Extracted entries
'''
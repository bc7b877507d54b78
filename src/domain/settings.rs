// ==========================================
// 入库批次汇总引擎 - 全局设置
// ==========================================
// 职责: 显式传入引擎的全局设置 (单位制 / 装箱开关 / 换算表)
// 红线: 引擎不读取任何环境或全局状态
// ==========================================

use crate::domain::types::UnitSystem;
use serde::{Deserialize, Serialize};

/// 英寸 -> 厘米
pub const CM: f64 = 2.54;

/// 磅 -> 千克
pub const KG: f64 = 0.453_592_37;

// ==========================================
// UnitTable - 单位换算表
// ==========================================
// 目录原生单位为英制; 公制显示时乘以下列系数
#[derive(Debug, Clone, Copy, PartialEq, Serialize, Deserialize)]
pub struct UnitTable {
    pub length_multiplier: f64,
    pub mass_multiplier: f64,
}

impl Default for UnitTable {
    fn default() -> Self {
        Self {
            length_multiplier: CM,
            mass_multiplier: KG,
        }
    }
}

impl UnitTable {
    /// 返回 (长度系数, 质量系数)
    pub fn multipliers(&self, unit_system: UnitSystem) -> (f64, f64) {
        match unit_system {
            UnitSystem::Si => (self.length_multiplier, self.mass_multiplier),
            UnitSystem::Us => (1.0, 1.0),
        }
    }
}

/// 整箱判定使用的开关
#[derive(Debug, Clone, Copy, Default, PartialEq, Eq, Serialize, Deserialize)]
pub struct CasePackFlags {
    pub fudge_case_packed: bool,
    pub multipack_calculate_shipment_quantity: bool,
}

// ==========================================
// GlobalSettings - 全局设置
// ==========================================
#[derive(Debug, Clone, Default, PartialEq, Serialize, Deserialize)]
pub struct GlobalSettings {
    pub metric: bool,
    pub fudge_case_packed: bool,
    pub multipack_calculate_shipment_quantity: bool,
    #[serde(default)]
    pub units: UnitTable,
}

impl GlobalSettings {
    pub fn unit_system(&self) -> UnitSystem {
        UnitSystem::from_metric(self.metric)
    }

    pub fn case_pack_flags(&self) -> CasePackFlags {
        CasePackFlags {
            fudge_case_packed: self.fudge_case_packed,
            multipack_calculate_shipment_quantity: self.multipack_calculate_shipment_quantity,
        }
    }

    /// 当前单位制下的 (长度系数, 质量系数)
    pub fn multipliers(&self) -> (f64, f64) {
        self.units.multipliers(self.unit_system())
    }
}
'''
Problem to solve
Search the entries for the string "Deserialize" and return each line where it turns up.

Written response
use serde::{Deserialize, Serialize};
#[derive(Debug, Clone, Copy, PartialEq, Serialize, Deserialize)]
#[derive(Debug, Clone, Copy, Default, PartialEq, Eq, Serialize, Deserialize)]
#[derive(Debug, Clone, Default, PartialEq, Serialize, Deserialize)]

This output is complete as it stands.